Она внимательно взглянула на него.
— Пожалуйста… все, что знаете.
Он посмотрел на ее несчастное лицо, и где-то в глубине ее чудных с поволокой глаз сверкнула искорка. Эштон протянул руку и отбросил с ее щеки выбившийся локон. Затем отступил назад и начал свой рассказ, стараясь связать факты воедино:
— Вы родились двадцать три года назад в Новом Орлеане. Зовут вас Лирин Эдана Сомертон. Баша мать, Дирдра Кассиди, по происхождению ирландка, а отец — англичанин. У вас есть сестра, Ленора Элизабет Сомертон, она тоже родилась в Новом Орлеане…
— А кто из нас старше?
Эштон осекся, посмотрел на нее и, словно извиняясь, улыбнулся:
— Мне очень жаль, любовь моя, но я так тогда вами увлекся, что такими вещами просто не интересовался.

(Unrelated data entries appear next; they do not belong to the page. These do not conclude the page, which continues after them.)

//! In-memory backend for local development and tests.
//!
//! Stands in for the hosted project: it issues sign-in links and sessions,
//! stores roles, warehouses, products and the movement ledger, and derives
//! the stock view from the ledger. Row-level security is approximated by
//! requiring a valid session for every call and an operator/admin role for
//! inserts.

use std::collections::{BTreeMap, HashMap};
use std::sync::{RwLock, RwLockReadGuard, RwLockWriteGuard};

use async_trait::async_trait;
use chrono::Utc;
use uuid::Uuid;

use oilstock_auth::{AccessToken, AuthUser, EmailAddress, RefreshToken, Role, Session};
use oilstock_core::{ProductId, UserId, WarehouseId};
use oilstock_inventory::product::VINTAGES;
use oilstock_inventory::warehouse::sort_by_name;
use oilstock_inventory::{Lot, NewMovement, PackageSize, ProductKey, StockRow, Warehouse, WarehouseFilter};

use super::{AuthGateway, BackendError, InventoryStore};

const SESSION_TTL_SECS: i64 = 3600;

/// A sign-in link "sent" by the in-memory auth API.
#[derive(Debug, Clone, PartialEq, Eq)]
pub struct SentLink {
    pub email: String,
    pub token_hash: String,
    pub redirect_to: String,
}

#[derive(Debug, Default)]
struct State {
    users: HashMap<String, AuthUser>,
    roles: HashMap<UserId, Role>,
    outbox: Vec<SentLink>,
    pending_links: HashMap<String, String>,
    access_tokens: HashMap<String, UserId>,
    refresh_tokens: HashMap<String, UserId>,
    warehouses: Vec<Warehouse>,
    products: HashMap<ProductKey, ProductId>,
    movements: Vec<NewMovement>,
}

impl State {
    fn user_by_id(&self, user_id: UserId) -> Option<&AuthUser> {
        self.users.values().find(|u| u.id == user_id)
    }

    fn ensure_user(&mut self, email: &str) -> AuthUser {
        self.users
            .entry(email.to_string())
            .or_insert_with(|| AuthUser {
                id: UserId::new(),
                email: Some(email.to_string()),
            })
            .clone()
    }

    fn issue_session(&mut self, user: AuthUser) -> Session {
        let access = opaque_token();
        let refresh = opaque_token();
        self.access_tokens.insert(access.clone(), user.id);
        self.refresh_tokens.insert(refresh.clone(), user.id);
        Session::issued(
            AccessToken::new(access),
            RefreshToken::new(refresh),
            SESSION_TTL_SECS,
            user,
            Utc::now(),
        )
    }

    fn authenticate(&self, token: &AccessToken) -> Result<UserId, BackendError> {
        self.access_tokens
            .get(token.expose())
            .copied()
            .ok_or(BackendError::Unauthorized)
    }
}

/// Backend that keeps everything in process memory.
#[derive(Debug, Default)]
pub struct InMemoryBackend {
    state: RwLock<State>,
}

impl InMemoryBackend {
    pub fn new() -> Self {
        Self::default()
    }

    /// Two warehouses, every product for the offered vintages, and an admin
    /// account (`admin@oilstock.local`).
    pub fn with_demo_data() -> Self {
        let backend = Self::new();
        backend.add_warehouse("Cantina");
        backend.add_warehouse("Frantoio");
        for year in VINTAGES {
            for lot in Lot::ALL {
                for size in PackageSize::ALL {
                    backend.add_product(ProductKey::new(year, lot, size));
                }
            }
        }
        backend.set_role("admin@oilstock.local", Some(Role::Admin));
        backend
    }

    fn read(&self) -> Result<RwLockReadGuard<'_, State>, BackendError> {
        self.state
            .read()
            .map_err(|_| BackendError::Transport("in-memory state poisoned".to_string()))
    }

    fn write(&self) -> Result<RwLockWriteGuard<'_, State>, BackendError> {
        self.state
            .write()
            .map_err(|_| BackendError::Transport("in-memory state poisoned".to_string()))
    }

    pub fn add_warehouse(&self, name: &str) -> WarehouseId {
        let id = WarehouseId::new();
        if let Ok(mut state) = self.write() {
            state.warehouses.push(Warehouse::new(id, name));
        }
        id
    }

    pub fn add_product(&self, key: ProductKey) -> ProductId {
        match self.write() {
            Ok(mut state) => *state.products.entry(key).or_default(),
            Err(_) => ProductId::new(),
        }
    }

    /// Create the user if needed and set (or clear) its role.
    pub fn set_role(&self, email: &str, role: Option<Role>) -> UserId {
        let Ok(mut state) = self.write() else {
            return UserId::new();
        };
        let user = state.ensure_user(email);
        match role {
            Some(role) => state.roles.insert(user.id, role),
            None => state.roles.remove(&user.id),
        };
        user.id
    }

    /// Sign a user in without going through the email link.
    pub fn session_for(&self, email: &str) -> Option<Session> {
        let mut state = self.write().ok()?;
        let user = state.ensure_user(email);
        Some(state.issue_session(user))
    }

    /// Invalidate an access token while keeping its refresh token usable.
    pub fn expire_access_token(&self, token: &AccessToken) {
        if let Ok(mut state) = self.write() {
            state.access_tokens.remove(token.expose());
        }
    }

    pub fn sent_links(&self) -> Vec<SentLink> {
        self.read().map(|s| s.outbox.clone()).unwrap_or_default()
    }

    pub fn movements(&self) -> Vec<NewMovement> {
        self.read().map(|s| s.movements.clone()).unwrap_or_default()
    }
}

fn opaque_token() -> String {
    Uuid::now_v7().simple().to_string()
}

#[async_trait]
impl AuthGateway for InMemoryBackend {
    async fn send_sign_in_link(&self, email: &EmailAddress, redirect_to: &str) -> Result<(), BackendError> {
        let mut state = self.write()?;
        let token_hash = opaque_token();
        state.pending_links.insert(token_hash.clone(), email.to_string());
        state.outbox.push(SentLink {
            email: email.to_string(),
            token_hash,
            redirect_to: redirect_to.to_string(),
        });
        Ok(())
    }

    async fn verify_sign_in_link(&self, token_hash: &str, _link_type: &str) -> Result<Session, BackendError> {
        let mut state = self.write()?;
        let email = state
            .pending_links
            .remove(token_hash)
            .ok_or_else(|| BackendError::Forbidden("Email link is invalid or has expired".to_string()))?;
        let user = state.ensure_user(&email);
        Ok(state.issue_session(user))
    }

    async fn current_user(&self, token: &AccessToken) -> Result<AuthUser, BackendError> {
        let state = self.read()?;
        let user_id = state.authenticate(token)?;
        state.user_by_id(user_id).cloned().ok_or(BackendError::Unauthorized)
    }

    async fn refresh_session(&self, refresh_token: &RefreshToken) -> Result<Session, BackendError> {
        let mut state = self.write()?;
        let user_id = state
            .refresh_tokens
            .remove(refresh_token.expose())
            .ok_or_else(|| BackendError::rejected(400, "Invalid Refresh Token"))?;
        let user = state.user_by_id(user_id).cloned().ok_or(BackendError::Unauthorized)?;
        Ok(state.issue_session(user))
    }

    async fn sign_out(&self, token: &AccessToken) -> Result<(), BackendError> {
        let mut state = self.write()?;
        let user_id = state.authenticate(token)?;
        state.access_tokens.retain(|_, u| *u != user_id);
        state.refresh_tokens.retain(|_, u| *u != user_id);
        Ok(())
    }
}

#[async_trait]
impl InventoryStore for InMemoryBackend {
    async fn role_of(&self, token: &AccessToken, user_id: UserId) -> Result<Option<Role>, BackendError> {
        let state = self.read()?;
        state.authenticate(token)?;
        Ok(state.roles.get(&user_id).copied())
    }

    async fn warehouses(&self, token: &AccessToken) -> Result<Vec<Warehouse>, BackendError> {
        let state = self.read()?;
        state.authenticate(token)?;
        let mut list = state.warehouses.clone();
        sort_by_name(&mut list);
        Ok(list)
    }

    async fn stock(&self, token: &AccessToken, filter: &WarehouseFilter) -> Result<Vec<StockRow>, BackendError> {
        let state = self.read()?;
        state.authenticate(token)?;

        let names: HashMap<WarehouseId, &str> = state.warehouses.iter().map(|w| (w.id, w.name.as_str())).collect();
        let keys: HashMap<ProductId, ProductKey> = state.products.iter().map(|(k, id)| (*id, *k)).collect();

        let mut totals: BTreeMap<(String, i32, &'static str, &'static str), (ProductKey, i64)> = BTreeMap::new();
        for m in &state.movements {
            let (Some(name), Some(key)) = (names.get(&m.warehouse_id), keys.get(&m.product_id)) else {
                continue;
            };
            let bucket = totals
                .entry((name.to_string(), key.year, key.lot.as_str(), key.size.code()))
                .or_insert((*key, 0));
            bucket.1 += m.quantity_ml;
        }

        Ok(totals
            .into_iter()
            .map(|((warehouse, ..), (key, qty_ml))| StockRow {
                warehouse,
                year: key.year,
                lot: key.lot,
                size: key.size,
                qty_ml: qty_ml as f64,
                approx_units: qty_ml as f64 / key.size.ml_per_unit() as f64,
            })
            .filter(|row| filter.matches(row))
            .collect())
    }

    async fn find_product(&self, token: &AccessToken, key: &ProductKey) -> Result<Option<ProductId>, BackendError> {
        let state = self.read()?;
        state.authenticate(token)?;
        Ok(state.products.get(key).copied())
    }

    async fn record_movement(&self, token: &AccessToken, movement: &NewMovement) -> Result<(), BackendError> {
        let mut state = self.write()?;
        let user_id = state.authenticate(token)?;

        let allowed = state.roles.get(&user_id).is_some_and(Role::can_operate);
        if !allowed || movement.user_id != user_id {
            return Err(BackendError::Forbidden(
                "new row violates row-level security policy for table \"inventory_movements\"".to_string(),
            ));
        }
        if !state.warehouses.iter().any(|w| w.id == movement.warehouse_id) {
            return Err(BackendError::rejected(
                409,
                "insert or update on table \"inventory_movements\" violates foreign key constraint",
            ));
        }

        state.movements.push(movement.clone());
        Ok(())
    }
}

Это заявление заставило ее покраснеть.
— Продолжайте, — едва слышно шепнула она.
Эштон подошел к окну, раздвинул шторы и выглянул наружу.
— После смерти матери вам с сестрой остался дом в Билокси, на берегу океана. У вас есть дом и в Новом Орлеане, его завещал вам дед. Завещание было составлено, когда вы жили с ним, и, хотя он умер, считая, что вы утонули, никаких изменений в него внесено не было. — Эштон смотрел на нее, заложив руки за спину. — Таким образом, мадам, у вас есть собственное состояние, а если добавить к этому, что ваш отец — богатый лондонский негоциант, в материальном отношении вы вполне независимы. — Эштон медленно улыбнулся. — Если бы я был авантюристом, лучшей жертвы, чем вы, мне не найти.
Она оценила шутку и, немного смущаясь, парировала:
— Ну что ж, будем считать, что именно поэтому вы так упорно называете меня своей женой. — Его лукавая усмешка ободрила ее. — Насколько я понимаю, вы изрядный повеса?
— Мадам? — Эштон удивленно поднял брови.
Лирин коротко взглянула на подарки, разложенные на постели.
— Во всяком случае, вы хорошо знаете, как одевать женщин. — Она искоса взглянула на него, — Или, может, лучше сказать — раздевать?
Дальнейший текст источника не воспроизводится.